TO DO
Throughout the records below, find each line holding "hello" and copy it.

TASK MATERIAL
Segment Open

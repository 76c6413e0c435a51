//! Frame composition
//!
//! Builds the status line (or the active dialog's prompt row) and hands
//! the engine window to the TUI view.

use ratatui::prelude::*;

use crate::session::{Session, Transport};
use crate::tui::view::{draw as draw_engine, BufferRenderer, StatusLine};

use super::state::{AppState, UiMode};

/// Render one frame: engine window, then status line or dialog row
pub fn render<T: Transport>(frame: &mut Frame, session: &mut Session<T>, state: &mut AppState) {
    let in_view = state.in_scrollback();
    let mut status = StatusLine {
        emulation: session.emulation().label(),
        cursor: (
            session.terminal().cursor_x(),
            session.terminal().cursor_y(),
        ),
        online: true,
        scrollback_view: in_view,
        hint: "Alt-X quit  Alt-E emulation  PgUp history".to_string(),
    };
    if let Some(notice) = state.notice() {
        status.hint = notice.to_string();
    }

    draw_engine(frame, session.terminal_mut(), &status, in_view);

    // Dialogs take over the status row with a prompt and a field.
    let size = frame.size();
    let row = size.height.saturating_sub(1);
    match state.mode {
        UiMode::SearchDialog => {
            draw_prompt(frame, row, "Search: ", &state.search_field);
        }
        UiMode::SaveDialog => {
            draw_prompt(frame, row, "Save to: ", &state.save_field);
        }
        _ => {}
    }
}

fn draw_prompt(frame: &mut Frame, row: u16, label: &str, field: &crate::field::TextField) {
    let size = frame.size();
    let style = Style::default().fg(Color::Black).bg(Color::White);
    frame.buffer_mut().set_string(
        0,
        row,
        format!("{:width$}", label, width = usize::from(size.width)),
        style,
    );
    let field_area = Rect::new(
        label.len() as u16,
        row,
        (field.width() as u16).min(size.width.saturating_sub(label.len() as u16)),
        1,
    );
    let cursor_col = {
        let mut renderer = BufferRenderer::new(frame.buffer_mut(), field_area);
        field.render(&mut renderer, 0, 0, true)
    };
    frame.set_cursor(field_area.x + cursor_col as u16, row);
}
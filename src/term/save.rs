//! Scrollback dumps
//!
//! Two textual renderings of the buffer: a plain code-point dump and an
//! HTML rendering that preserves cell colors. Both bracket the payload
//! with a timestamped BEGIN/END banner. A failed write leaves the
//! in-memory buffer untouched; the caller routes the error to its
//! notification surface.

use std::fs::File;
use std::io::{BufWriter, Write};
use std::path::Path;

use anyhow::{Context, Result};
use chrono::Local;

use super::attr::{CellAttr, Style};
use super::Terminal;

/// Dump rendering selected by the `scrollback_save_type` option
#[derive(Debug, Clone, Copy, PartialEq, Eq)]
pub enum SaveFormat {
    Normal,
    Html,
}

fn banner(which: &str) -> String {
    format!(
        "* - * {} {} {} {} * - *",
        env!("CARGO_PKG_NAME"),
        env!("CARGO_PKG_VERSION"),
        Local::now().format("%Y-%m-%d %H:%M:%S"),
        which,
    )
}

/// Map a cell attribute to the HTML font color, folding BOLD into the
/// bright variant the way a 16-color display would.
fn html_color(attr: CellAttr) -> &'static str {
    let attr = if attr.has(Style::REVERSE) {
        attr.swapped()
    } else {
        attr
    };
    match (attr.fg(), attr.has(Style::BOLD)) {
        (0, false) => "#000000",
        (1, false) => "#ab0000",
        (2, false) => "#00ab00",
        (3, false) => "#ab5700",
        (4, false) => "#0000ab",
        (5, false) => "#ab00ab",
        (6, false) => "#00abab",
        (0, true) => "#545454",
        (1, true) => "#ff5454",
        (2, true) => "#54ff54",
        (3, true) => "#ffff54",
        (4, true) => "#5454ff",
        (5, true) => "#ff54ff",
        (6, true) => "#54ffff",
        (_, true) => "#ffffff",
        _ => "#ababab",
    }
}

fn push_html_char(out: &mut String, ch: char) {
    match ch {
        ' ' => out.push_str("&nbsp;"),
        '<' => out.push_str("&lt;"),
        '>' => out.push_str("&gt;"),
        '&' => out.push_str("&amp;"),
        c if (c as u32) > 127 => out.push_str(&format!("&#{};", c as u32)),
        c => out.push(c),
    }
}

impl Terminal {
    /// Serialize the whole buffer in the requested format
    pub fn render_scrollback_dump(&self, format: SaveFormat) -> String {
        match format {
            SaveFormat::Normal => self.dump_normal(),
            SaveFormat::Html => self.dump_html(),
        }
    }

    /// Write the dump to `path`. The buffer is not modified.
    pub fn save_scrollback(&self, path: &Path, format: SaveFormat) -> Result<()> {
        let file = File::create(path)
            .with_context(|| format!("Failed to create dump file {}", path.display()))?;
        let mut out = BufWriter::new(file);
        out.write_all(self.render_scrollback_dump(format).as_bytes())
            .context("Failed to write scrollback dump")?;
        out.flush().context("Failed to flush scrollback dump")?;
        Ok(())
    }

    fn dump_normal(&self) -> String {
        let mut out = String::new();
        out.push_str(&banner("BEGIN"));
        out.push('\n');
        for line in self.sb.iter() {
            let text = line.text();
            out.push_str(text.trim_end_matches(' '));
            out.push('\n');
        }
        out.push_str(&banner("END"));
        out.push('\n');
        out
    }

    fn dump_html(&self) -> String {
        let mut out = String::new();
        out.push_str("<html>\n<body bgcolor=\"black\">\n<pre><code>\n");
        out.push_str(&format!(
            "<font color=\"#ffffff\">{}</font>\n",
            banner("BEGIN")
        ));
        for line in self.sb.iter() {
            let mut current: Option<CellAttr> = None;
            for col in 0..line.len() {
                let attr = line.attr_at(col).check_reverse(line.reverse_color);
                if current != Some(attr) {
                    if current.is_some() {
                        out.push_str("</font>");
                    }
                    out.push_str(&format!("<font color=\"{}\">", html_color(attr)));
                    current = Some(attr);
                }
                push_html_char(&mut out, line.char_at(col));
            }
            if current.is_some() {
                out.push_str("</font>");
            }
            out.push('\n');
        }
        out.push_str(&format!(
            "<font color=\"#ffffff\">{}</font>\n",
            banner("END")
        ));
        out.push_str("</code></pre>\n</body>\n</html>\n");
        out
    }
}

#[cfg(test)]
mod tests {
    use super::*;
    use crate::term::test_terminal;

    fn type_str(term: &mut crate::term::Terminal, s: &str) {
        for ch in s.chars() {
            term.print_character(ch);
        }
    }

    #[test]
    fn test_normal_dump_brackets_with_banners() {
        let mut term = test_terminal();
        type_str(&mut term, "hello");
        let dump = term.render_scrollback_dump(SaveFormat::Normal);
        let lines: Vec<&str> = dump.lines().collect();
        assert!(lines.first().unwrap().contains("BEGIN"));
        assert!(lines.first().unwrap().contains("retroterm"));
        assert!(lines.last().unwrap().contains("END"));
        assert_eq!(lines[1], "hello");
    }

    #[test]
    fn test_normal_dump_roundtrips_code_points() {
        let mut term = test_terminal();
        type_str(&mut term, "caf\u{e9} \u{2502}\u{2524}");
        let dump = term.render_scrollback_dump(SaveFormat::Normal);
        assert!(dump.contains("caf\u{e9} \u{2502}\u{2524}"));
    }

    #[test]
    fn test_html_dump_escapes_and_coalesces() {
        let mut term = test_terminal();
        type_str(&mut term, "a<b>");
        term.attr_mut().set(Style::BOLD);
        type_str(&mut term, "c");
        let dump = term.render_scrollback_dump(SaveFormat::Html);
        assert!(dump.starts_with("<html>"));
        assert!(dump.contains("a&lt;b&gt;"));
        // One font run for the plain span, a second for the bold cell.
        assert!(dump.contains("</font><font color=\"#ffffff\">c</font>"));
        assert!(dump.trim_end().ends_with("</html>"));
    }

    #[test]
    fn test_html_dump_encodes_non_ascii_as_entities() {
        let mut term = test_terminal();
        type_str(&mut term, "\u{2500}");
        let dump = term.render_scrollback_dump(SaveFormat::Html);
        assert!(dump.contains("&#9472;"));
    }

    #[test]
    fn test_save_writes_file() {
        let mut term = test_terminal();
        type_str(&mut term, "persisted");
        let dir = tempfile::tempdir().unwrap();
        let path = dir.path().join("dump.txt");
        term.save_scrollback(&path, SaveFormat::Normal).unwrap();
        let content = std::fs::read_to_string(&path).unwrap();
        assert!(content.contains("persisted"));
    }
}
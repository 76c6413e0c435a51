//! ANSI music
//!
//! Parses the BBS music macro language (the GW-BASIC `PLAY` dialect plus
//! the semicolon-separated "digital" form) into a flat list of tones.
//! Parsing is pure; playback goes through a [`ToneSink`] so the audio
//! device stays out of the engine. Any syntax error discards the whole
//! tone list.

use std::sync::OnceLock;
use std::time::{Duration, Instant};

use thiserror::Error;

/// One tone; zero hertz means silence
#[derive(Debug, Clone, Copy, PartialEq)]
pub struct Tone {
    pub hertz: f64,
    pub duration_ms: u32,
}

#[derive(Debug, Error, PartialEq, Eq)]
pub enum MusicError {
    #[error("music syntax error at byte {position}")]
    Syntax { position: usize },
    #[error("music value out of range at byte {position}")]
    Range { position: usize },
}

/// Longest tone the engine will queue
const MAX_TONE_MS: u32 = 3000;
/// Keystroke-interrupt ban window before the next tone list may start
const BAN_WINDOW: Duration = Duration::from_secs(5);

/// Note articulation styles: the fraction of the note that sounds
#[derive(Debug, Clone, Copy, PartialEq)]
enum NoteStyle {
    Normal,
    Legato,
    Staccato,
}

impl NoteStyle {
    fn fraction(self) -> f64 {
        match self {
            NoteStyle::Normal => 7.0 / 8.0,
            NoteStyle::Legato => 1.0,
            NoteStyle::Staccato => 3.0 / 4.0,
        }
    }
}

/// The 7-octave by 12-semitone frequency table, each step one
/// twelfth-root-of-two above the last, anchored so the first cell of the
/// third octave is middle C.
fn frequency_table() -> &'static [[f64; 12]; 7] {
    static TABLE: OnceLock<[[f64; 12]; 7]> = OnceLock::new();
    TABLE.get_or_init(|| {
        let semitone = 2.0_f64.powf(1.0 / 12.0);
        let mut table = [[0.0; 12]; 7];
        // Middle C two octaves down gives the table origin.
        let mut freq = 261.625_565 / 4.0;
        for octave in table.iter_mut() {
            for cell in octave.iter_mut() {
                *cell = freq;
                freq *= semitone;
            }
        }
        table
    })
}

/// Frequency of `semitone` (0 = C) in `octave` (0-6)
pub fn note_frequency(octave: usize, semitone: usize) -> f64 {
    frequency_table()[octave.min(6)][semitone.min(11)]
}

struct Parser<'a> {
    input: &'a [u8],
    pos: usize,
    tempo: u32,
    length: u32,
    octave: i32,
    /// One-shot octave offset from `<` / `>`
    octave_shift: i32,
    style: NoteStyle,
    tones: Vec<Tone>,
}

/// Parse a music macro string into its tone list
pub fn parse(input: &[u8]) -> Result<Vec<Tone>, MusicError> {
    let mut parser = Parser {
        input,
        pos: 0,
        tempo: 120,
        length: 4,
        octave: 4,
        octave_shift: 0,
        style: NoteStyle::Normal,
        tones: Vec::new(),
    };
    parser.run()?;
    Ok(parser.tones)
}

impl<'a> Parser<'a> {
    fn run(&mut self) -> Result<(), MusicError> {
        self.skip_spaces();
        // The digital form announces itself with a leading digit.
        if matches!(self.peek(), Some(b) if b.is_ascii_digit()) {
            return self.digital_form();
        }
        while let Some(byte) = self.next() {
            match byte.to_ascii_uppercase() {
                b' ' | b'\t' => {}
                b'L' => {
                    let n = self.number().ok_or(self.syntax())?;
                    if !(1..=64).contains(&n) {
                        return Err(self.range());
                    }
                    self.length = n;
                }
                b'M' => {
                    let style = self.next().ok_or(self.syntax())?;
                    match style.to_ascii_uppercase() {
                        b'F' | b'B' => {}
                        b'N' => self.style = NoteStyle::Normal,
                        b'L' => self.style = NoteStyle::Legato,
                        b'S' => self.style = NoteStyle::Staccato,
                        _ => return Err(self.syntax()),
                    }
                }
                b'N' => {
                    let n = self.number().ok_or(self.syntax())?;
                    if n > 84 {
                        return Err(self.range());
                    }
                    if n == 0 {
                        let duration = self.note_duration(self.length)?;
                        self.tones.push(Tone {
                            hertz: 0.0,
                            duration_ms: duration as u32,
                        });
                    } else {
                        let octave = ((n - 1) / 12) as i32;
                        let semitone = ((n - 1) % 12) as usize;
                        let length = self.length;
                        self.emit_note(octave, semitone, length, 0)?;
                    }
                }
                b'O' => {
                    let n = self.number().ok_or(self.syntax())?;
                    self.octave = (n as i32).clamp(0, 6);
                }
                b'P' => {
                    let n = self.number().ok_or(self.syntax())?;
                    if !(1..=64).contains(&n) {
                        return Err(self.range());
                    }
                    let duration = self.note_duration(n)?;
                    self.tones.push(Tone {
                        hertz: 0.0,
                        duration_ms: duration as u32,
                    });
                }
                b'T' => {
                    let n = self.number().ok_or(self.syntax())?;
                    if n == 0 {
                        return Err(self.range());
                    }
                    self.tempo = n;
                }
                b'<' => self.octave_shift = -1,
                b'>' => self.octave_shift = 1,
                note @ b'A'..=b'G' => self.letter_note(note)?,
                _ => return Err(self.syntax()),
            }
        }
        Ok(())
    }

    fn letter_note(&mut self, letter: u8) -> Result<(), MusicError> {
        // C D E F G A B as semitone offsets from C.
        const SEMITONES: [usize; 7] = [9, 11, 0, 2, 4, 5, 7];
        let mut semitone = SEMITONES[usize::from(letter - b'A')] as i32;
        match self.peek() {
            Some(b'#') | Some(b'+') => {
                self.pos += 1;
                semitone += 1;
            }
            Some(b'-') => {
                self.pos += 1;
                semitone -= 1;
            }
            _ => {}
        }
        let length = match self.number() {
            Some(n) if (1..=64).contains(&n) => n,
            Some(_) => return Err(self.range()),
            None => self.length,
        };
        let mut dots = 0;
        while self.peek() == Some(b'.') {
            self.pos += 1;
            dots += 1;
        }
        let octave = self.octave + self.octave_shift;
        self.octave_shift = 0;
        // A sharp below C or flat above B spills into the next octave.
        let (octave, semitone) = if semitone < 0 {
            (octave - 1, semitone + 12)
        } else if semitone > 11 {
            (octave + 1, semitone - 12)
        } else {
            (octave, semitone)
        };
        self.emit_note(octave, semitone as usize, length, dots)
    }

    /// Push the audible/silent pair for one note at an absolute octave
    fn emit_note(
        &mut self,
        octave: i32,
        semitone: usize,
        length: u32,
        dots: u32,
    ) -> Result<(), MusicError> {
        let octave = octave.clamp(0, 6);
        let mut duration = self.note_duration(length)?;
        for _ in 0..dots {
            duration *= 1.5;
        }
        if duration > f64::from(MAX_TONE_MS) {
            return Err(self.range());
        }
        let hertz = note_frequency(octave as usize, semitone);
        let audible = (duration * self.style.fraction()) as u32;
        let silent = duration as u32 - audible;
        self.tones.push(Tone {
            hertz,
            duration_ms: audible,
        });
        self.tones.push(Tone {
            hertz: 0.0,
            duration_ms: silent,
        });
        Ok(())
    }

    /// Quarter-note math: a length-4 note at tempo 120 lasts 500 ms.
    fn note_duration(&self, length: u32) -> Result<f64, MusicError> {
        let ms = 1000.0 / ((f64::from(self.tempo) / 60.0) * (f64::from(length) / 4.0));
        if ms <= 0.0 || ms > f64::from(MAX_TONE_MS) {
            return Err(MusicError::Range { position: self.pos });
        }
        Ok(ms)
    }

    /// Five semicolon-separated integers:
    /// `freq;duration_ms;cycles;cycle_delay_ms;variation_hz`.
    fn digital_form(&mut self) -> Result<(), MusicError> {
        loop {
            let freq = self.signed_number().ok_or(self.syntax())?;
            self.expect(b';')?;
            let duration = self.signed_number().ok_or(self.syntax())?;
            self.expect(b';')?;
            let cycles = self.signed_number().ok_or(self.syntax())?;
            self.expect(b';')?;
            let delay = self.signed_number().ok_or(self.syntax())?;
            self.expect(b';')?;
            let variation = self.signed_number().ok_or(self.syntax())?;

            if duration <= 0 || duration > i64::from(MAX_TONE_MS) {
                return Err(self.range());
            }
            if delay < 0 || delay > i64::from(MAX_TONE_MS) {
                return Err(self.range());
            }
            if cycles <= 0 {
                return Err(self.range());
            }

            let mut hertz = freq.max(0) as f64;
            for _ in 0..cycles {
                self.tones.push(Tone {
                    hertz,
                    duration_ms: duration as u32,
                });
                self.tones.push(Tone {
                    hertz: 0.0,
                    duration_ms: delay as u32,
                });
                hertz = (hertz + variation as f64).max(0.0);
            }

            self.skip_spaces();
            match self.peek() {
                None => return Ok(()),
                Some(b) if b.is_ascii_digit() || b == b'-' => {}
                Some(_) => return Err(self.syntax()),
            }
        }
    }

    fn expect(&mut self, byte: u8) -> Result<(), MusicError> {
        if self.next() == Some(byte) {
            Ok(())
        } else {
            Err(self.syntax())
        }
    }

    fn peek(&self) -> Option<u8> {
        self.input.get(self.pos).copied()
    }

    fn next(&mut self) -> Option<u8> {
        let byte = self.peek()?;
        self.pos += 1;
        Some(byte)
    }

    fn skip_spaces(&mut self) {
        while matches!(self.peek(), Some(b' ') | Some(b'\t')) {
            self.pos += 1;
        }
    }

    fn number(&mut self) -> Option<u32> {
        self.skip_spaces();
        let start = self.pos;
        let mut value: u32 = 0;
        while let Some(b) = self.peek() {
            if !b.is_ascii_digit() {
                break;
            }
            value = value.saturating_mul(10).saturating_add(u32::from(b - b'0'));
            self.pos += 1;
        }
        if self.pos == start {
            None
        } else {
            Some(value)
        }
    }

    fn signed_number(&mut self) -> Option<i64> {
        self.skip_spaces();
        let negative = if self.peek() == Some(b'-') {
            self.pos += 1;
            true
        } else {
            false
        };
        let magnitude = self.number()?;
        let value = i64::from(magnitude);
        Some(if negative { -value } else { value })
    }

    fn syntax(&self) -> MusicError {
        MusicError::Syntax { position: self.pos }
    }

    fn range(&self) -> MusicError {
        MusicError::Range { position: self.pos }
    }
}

Segment Closed

YOUR SOLUTION
        type_str(&mut term, "hello");
        assert_eq!(lines[1], "hello");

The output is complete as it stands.